Shin 31/10/2008 12:28



De rien ! -__^



Gally 19/10/2008 12:07

Hello Shin , vui j'ai vu " Nid de Guêpes " , j'aime bien ce film mais je préfére quand même Assaut sur le Central 13 et ce pour une raison majeure : Laurence Fishburne ;)sinon les deux films se ressemblent énormément en effet , Nid de Guêpes est peut être plus pêchu par moments ? Bon we  ^^

Shin 19/10/2008 13:51



Salut Gally,

Effectivement, Laurence Fishburne est impeccable dans le film de Richet.
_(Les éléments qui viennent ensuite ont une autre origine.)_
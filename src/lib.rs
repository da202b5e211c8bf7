pub mod config;
pub mod data;
pub mod error;
pub mod inference;
pub mod layers;
pub mod math;
pub mod network;
pub mod optim;
pub mod train;

// Convenience re-exports
pub use data::Case;
pub use error::{ConfigError, DatasetError, Error, Result};
pub use inference::Prediction;
pub use layers::{ConvLayer, DenseLayer, Layer, LayerKind, PoolLayer, ReluLayer};
pub use math::{Shape, Tensor};
pub use network::{Network, NetworkBuilder};
pub use optim::Sgd;
pub use train::{train_loop, TrainConfig};
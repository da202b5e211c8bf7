use std::path::PathBuf;
use std::time::Duration;

use clap::{Parser, ValueHint};

use crate::optim::DEFAULT_LEARNING_RATE;

/// Settings for one run of the binary.
#[derive(Debug, Clone, PartialEq, Parser)]
#[command(
    name = "ferrite-cnn",
    version,
    about = "Trains a small CNN on MNIST, then classifies a sample image once per interval"
)]
pub struct AppConfig {
    /// IDX3 training images
    #[arg(long, default_value = "train-images.idx3-ubyte", value_hint = ValueHint::FilePath)]
    pub images: PathBuf,

    /// IDX1 training labels
    #[arg(long, default_value = "train-labels.idx1-ubyte", value_hint = ValueHint::FilePath)]
    pub labels: PathBuf,

    /// Image to classify
    #[arg(long, default_value = "test.ppm", value_hint = ValueHint::FilePath)]
    pub sample: PathBuf,

    /// Passes over the training set
    #[arg(long, default_value_t = 2)]
    pub epochs: usize,

    /// SGD step size
    #[arg(long, default_value_t = DEFAULT_LEARNING_RATE, value_parser = positive_rate)]
    pub learning_rate: f32,

    /// Train on the first N cases only
    #[arg(long, value_parser = at_least_one)]
    pub limit: Option<usize>,

    /// Log progress every N samples
    #[arg(long, default_value_t = 10_000)]
    pub progress_every: usize,

    /// Delay between classification attempts, in milliseconds
    #[arg(long = "interval-ms", default_value_t = 1000)]
    pub interval_ms: u64,

    /// Seed for the initial weights
    #[arg(long)]
    pub seed: Option<u64>,

    /// Shuffle the training order every epoch
    #[arg(long)]
    pub shuffle: bool,

    /// Classify the sample once and exit
    #[arg(long)]
    pub once: bool,

    /// Print predictions as JSON
    #[arg(long)]
    pub json: bool,

    /// Debug-level logging
    #[arg(short, long)]
    pub verbose: bool,
}

impl AppConfig {
    pub fn poll_interval(&self) -> Duration {
        Duration::from_millis(self.interval_ms)
    }
}

fn positive_rate(raw: &str) -> Result<f32, String> {
    let rate: f32 = raw.parse().map_err(|e| format!("{e}"))?;
    if rate.is_finite() && rate > 0.0 {
        Ok(rate)
    } else {
        Err(format!("must be positive, got {rate}"))
    }
}

fn at_least_one(raw: &str) -> Result<usize, String> {
    match raw.parse::<usize>() {
        Ok(0) => Err("must be at least 1".to_owned()),
        Ok(n) => Ok(n),
        Err(e) => Err(format!("{e}")),
    }
}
En revanche, je préfère tout de même Nid de guêpes qui est effectivement bien plus pêchu comme tu le soulignes.
Même si le film de Carpenter reste évidemment supérieur...

Amicalement,

Shin.



RobbyMovies 18/10/2008 20:27

Bonsoir,La référence climatique à The Thing est "officielle" ou c'est une conclusion personnelle ? Ayant vu le film, je suis un peu dubitatif...Robby

Shin 19/10/2008 13:47



Bonjour Robby,

La référence climatique à The Thing est juste une impression que j'ai eu en voyant le film de Richet. Après, peut-être suis-je le seul à avoir pensé ça...

Amicalement,

Shin.



Anyone 18/10/2008 19:56

Bonsoir Shin,Je ne connais ce film que de nom et adorant Assaut de Carpenter, je vais éviter de le voir. ^^Amicalement,
Anyone.

Shin 19/10/2008 13:49



Bonjour Anyone,

Dans ce cas, je pense que tu peux aisément t'en passer. Surtout que, au pire, Nid de guêpes de Siri vaut largement plus le coup je trouve.

Amicalement,

Shin.



Gally 18/10/2008 18:04

Je l'ai vu y'a pas longtemps ce film et je l'ai adoré ( bon ok j'ai pas vu l'original mais cela ne saurait tarder  !) , Ethan Hawke et Monsieur Laurence Fishburne sont excellents , l'idée est simple mais efficace , Byrne est glacial a souhait , la secrétaire est saoulante mais vêtue de maniére affriolante , les boulettes pleuvent ..Un bon chti film a garder au chaud pour les longues soirées d'hiver a venir  ... 

Shin 18/10/2008 19:41



Bonsoir Gally,

Je pense que Assaut sur le Central 13 peut s'avérer effectivement distrayant quand on ne connait pas l'original de Carpenter (que je te conseille vivement !). Cela dit, je préfère
tout de même Nid de guêpe, bien plus efficace je trouve ! L'as-tu vu ?

Amicalement,

Shin.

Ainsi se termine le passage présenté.